• **EXERCISE INSTRUCTIONS**
Scan the listing below and copy each line holding the word "only".
RECORDS PROVIDED section start
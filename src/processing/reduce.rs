//! Reductions over every cell of a [`crate::types::Grid`].

use crate::error::Overflow;
use crate::types::Grid;

/// Built-in reductions over all cells.
#[derive(Debug, Clone, Copy, PartialEq, Eq)]
pub enum ReduceOp {
    /// Sum of all cells.
    Sum,
    /// Product of all cells.
    Product,
}

/// Reduce all cells of `grid` using a built-in [`ReduceOp`].
pub fn reduce(grid: &Grid, op: ReduceOp) -> Result<i32, Overflow> {
    match op {
        ReduceOp::Sum => sum(grid),
        ReduceOp::Product => multiply(grid),
    }
}

/// Sum of all cells in row-major order.
///
/// Accumulates in `i128`, so only the final value is range-checked. Fails with [`Overflow::Sum`]
/// if it falls outside `[i32::MIN, i32::MAX]`.
pub fn sum(grid: &Grid) -> Result<i32, Overflow> {
    let total: i128 = grid.cells().iter().map(|&v| i128::from(v)).sum();
    i32::try_from(total).map_err(|_| Overflow::Sum)
}

/// Product of all cells in row-major order.
///
/// Fails with [`Overflow::Product`] if the product falls outside the `i32` range. Returns early
/// once the running magnitude passes `2^31`. Without zeros the magnitude never shrinks, so this
/// agrees with checking only the final product. Any zero yields `0`.
pub fn multiply(grid: &Grid) -> Result<i32, Overflow> {
    const MAX_MAGNITUDE: u64 = 1 << 31;

    let cells = grid.cells();
    if cells.contains(&0) {
        return Ok(0);
    }

    // |acc| <= 2^31 and |v| <= 2^31, so each step fits in i64.
    let mut acc: i64 = 1;
    for &v in cells {
        acc *= i64::from(v);
        if acc.unsigned_abs() > MAX_MAGNITUDE {
            return Err(Overflow::Product);
        }
    }
    i32::try_from(acc).map_err(|_| Overflow::Product)
}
RECORDS PROVIDED section end
• **COMPLETED EXERCISE**
/// Accumulates in `i128`, so only the final value is range-checked. Fails with [`Overflow::Sum`]
/// agrees with checking only the final product. Any zero yields `0`.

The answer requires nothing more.